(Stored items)

- - -

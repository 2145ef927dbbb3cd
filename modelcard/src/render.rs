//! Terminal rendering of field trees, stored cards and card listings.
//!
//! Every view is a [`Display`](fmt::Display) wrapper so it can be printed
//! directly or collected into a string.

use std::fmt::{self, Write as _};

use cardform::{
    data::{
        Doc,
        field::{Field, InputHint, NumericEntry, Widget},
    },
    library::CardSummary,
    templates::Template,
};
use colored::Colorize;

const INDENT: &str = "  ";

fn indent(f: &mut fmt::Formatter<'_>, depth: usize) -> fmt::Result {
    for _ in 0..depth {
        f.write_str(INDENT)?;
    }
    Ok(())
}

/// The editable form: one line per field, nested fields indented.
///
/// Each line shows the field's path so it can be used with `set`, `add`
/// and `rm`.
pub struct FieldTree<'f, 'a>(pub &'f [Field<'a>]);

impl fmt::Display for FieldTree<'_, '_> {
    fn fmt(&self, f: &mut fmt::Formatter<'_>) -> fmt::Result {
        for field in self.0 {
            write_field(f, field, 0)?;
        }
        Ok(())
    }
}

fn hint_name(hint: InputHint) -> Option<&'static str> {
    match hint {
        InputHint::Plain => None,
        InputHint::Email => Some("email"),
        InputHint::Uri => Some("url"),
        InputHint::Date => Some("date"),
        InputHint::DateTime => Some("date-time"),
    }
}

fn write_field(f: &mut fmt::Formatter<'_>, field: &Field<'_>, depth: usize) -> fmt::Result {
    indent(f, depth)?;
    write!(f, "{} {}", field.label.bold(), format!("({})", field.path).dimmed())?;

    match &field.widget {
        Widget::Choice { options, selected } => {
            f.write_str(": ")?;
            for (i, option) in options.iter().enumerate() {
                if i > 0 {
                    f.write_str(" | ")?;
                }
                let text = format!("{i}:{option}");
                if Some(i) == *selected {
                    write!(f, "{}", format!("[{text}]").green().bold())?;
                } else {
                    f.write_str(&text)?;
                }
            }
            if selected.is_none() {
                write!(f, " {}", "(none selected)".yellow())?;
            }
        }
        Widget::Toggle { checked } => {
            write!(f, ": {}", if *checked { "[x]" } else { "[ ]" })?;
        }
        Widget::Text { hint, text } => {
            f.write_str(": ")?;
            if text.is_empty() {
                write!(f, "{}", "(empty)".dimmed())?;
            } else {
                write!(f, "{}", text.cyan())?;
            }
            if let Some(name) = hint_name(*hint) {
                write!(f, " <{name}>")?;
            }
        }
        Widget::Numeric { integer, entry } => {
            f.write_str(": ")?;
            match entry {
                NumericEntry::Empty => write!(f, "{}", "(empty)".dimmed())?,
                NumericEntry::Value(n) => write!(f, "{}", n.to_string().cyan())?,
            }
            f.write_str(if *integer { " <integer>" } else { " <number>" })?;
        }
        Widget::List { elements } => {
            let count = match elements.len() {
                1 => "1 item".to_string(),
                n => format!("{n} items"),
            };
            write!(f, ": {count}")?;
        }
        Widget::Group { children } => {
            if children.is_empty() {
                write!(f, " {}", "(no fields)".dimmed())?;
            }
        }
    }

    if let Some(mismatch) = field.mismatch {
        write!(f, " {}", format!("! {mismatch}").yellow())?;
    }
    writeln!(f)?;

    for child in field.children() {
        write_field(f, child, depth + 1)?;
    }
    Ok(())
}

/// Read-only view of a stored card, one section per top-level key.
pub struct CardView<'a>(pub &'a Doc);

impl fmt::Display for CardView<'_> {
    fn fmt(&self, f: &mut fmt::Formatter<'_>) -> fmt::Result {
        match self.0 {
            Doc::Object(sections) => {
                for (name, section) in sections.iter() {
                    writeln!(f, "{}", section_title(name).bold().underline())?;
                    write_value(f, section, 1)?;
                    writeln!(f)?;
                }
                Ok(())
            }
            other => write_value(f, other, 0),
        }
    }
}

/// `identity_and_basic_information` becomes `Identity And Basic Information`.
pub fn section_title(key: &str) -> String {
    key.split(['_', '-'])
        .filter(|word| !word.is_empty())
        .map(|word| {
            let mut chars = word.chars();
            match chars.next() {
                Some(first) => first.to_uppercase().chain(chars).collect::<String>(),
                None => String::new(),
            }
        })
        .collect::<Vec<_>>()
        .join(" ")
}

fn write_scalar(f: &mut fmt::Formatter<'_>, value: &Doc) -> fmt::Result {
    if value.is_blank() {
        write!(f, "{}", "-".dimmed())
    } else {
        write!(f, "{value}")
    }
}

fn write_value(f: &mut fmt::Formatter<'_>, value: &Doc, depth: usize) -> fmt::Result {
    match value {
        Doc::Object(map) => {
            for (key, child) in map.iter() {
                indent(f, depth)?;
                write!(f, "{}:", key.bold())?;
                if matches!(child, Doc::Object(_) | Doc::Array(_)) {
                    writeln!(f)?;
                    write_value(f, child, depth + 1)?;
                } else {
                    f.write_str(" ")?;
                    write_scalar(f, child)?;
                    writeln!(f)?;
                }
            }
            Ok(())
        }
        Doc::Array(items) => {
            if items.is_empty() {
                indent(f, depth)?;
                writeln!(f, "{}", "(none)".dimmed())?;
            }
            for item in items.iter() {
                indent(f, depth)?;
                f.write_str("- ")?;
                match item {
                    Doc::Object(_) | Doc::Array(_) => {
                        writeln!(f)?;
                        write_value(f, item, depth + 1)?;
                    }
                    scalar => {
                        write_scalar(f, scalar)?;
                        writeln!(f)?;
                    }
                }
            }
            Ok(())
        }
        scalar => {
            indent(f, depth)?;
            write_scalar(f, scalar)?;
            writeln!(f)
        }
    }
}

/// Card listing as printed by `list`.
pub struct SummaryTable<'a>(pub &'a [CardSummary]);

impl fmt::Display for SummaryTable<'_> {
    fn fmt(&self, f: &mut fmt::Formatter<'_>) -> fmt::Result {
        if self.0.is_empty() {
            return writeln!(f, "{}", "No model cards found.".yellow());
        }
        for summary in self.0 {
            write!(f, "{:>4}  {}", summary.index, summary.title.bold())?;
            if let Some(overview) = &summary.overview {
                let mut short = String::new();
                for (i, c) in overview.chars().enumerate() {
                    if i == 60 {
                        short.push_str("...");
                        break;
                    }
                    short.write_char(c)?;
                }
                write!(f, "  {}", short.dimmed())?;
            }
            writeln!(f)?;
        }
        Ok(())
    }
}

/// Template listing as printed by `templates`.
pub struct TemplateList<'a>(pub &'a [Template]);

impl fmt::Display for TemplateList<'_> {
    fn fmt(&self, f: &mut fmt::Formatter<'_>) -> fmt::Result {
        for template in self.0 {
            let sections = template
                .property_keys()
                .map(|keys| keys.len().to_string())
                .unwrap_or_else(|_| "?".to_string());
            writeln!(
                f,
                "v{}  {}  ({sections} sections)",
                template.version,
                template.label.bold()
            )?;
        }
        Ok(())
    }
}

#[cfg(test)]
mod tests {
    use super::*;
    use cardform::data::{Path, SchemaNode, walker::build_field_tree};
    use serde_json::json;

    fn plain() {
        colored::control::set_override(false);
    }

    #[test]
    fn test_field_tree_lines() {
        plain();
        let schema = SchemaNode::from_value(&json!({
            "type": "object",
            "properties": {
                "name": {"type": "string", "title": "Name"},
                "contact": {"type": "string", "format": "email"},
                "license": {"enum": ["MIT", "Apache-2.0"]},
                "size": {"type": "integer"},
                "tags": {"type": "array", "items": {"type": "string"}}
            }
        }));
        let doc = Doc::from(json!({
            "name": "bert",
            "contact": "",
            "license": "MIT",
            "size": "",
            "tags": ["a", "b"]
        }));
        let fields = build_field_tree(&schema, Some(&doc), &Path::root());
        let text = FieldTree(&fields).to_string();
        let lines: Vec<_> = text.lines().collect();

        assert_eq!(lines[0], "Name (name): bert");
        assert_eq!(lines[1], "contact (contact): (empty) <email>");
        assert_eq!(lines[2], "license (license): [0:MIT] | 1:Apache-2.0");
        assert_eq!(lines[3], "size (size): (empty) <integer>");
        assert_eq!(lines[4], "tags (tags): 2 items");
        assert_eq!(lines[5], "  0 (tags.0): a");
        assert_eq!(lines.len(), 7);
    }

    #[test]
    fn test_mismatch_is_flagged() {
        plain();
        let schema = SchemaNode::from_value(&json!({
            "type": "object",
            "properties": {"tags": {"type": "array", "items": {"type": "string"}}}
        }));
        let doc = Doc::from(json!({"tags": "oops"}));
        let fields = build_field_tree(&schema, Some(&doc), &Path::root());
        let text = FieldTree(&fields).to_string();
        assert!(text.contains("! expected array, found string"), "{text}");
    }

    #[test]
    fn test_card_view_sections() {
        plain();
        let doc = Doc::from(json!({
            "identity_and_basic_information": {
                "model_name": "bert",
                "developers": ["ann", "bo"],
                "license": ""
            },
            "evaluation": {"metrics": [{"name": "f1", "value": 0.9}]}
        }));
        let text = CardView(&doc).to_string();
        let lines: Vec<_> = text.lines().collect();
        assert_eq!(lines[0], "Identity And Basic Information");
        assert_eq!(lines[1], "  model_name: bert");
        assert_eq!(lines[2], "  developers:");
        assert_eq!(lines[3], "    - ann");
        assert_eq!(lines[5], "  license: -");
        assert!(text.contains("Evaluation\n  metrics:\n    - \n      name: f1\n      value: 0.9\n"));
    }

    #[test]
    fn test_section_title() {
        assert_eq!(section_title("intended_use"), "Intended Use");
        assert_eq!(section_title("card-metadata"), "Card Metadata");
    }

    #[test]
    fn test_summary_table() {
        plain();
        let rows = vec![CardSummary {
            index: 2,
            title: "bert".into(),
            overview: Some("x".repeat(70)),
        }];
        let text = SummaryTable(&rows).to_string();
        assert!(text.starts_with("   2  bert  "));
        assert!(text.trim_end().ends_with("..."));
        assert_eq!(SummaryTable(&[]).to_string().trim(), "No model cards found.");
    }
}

- - -

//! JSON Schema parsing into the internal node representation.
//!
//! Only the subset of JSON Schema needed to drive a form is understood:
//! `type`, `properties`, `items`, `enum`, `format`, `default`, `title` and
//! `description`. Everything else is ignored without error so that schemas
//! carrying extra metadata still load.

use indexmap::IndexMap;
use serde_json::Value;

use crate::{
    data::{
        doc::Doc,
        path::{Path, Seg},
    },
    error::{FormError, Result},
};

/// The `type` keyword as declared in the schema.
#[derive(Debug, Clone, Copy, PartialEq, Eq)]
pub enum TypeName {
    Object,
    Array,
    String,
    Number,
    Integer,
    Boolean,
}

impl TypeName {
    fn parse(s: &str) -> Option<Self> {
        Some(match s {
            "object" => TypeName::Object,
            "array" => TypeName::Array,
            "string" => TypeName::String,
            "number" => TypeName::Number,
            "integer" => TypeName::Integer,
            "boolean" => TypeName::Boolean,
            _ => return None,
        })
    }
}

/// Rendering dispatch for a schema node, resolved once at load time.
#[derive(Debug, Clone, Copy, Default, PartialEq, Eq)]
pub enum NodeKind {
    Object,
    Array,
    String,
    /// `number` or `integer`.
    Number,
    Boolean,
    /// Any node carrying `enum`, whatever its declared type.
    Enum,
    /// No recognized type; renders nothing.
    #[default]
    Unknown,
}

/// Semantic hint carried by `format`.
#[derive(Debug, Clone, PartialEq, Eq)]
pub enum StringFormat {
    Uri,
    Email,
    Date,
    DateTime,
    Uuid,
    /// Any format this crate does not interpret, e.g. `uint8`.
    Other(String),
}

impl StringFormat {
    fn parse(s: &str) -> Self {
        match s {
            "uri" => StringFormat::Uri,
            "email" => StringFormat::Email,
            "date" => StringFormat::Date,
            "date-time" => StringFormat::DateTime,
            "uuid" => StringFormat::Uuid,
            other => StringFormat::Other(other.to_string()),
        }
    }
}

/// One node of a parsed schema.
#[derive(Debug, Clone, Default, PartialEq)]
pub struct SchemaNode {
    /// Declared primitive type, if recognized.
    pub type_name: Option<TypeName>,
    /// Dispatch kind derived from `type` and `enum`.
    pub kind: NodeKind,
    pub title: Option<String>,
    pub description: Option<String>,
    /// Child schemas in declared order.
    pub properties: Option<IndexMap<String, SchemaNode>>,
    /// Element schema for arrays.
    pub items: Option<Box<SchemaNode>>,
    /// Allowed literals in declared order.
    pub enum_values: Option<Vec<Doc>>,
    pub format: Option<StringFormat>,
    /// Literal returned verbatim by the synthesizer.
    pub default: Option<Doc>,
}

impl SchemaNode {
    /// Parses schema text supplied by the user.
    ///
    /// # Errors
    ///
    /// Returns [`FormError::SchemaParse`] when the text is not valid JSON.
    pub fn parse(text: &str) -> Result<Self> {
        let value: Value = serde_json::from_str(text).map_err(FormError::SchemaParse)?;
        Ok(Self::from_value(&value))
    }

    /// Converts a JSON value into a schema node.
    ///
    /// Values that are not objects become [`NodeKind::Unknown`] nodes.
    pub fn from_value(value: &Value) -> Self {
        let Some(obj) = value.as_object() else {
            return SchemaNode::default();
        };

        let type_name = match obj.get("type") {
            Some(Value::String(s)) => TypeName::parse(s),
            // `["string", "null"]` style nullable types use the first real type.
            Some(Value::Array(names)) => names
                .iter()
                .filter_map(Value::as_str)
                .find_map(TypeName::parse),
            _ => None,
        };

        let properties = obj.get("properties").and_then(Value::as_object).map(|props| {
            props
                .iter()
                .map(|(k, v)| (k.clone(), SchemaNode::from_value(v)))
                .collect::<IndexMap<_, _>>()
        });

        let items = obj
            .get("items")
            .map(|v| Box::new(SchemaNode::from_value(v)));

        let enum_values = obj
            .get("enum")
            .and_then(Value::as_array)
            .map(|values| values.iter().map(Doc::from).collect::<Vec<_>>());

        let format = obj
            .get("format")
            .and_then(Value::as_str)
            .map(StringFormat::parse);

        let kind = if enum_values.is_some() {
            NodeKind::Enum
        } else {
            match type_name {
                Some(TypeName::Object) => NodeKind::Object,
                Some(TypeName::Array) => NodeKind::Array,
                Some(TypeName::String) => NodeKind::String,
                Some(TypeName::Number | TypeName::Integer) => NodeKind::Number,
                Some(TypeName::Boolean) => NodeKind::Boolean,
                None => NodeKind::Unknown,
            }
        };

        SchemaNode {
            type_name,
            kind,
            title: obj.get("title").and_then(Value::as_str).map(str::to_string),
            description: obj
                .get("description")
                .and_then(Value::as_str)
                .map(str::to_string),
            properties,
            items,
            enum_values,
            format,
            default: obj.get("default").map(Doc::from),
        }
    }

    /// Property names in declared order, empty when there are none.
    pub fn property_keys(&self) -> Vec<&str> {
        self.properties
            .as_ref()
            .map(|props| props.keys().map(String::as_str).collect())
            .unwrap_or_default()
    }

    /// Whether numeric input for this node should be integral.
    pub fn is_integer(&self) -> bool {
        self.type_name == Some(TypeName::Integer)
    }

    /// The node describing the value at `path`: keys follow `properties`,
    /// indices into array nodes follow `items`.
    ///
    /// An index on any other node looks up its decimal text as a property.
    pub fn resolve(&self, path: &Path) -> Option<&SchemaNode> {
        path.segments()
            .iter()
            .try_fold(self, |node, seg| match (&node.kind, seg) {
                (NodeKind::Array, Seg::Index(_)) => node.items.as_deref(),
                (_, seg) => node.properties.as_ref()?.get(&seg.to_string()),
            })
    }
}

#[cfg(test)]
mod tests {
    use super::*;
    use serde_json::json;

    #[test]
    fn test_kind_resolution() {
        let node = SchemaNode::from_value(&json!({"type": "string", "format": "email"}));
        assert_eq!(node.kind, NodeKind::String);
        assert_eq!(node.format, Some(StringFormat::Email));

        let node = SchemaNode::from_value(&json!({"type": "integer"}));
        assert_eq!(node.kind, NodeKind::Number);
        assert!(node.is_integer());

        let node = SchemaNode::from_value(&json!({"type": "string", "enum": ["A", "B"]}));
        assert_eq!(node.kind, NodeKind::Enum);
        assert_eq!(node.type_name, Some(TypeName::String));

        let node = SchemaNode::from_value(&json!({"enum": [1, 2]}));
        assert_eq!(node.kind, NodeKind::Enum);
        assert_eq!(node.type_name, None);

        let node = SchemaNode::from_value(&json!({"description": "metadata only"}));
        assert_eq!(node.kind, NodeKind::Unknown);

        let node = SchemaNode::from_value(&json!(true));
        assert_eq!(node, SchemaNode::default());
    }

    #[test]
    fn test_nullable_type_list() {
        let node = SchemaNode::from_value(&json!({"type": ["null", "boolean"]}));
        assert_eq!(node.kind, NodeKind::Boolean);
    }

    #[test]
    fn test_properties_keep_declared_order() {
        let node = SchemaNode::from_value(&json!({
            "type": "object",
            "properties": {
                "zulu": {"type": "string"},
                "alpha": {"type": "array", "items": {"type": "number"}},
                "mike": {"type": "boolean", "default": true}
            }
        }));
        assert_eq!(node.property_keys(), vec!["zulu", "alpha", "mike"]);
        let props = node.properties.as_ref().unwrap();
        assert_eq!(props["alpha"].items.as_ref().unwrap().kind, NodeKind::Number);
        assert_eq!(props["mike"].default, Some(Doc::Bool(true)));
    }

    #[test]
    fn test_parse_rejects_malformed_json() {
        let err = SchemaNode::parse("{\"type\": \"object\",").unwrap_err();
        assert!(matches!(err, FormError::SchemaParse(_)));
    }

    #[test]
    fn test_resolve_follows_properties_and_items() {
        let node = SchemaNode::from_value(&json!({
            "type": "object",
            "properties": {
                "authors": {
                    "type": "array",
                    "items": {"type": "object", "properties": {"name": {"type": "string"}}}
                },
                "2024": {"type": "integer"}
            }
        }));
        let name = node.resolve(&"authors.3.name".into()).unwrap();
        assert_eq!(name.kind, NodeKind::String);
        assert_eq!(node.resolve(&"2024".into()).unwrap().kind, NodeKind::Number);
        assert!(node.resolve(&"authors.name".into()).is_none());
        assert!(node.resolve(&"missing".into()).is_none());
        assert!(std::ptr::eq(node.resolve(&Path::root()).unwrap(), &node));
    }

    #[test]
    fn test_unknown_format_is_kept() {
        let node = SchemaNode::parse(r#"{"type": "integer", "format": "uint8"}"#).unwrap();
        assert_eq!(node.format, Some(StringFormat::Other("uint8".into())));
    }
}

- - -

- [REQUIRED ACTION]
Which of the lines above contain "struct"? Return them all.

- [REPLY TO THE TASK]
pub struct FieldTree<'f, 'a>(pub &'f [Field<'a>]);
pub struct CardView<'a>(pub &'a Doc);
pub struct SummaryTable<'a>(pub &'a [CardSummary]);
pub struct TemplateList<'a>(pub &'a [Template]);
pub struct SchemaNode {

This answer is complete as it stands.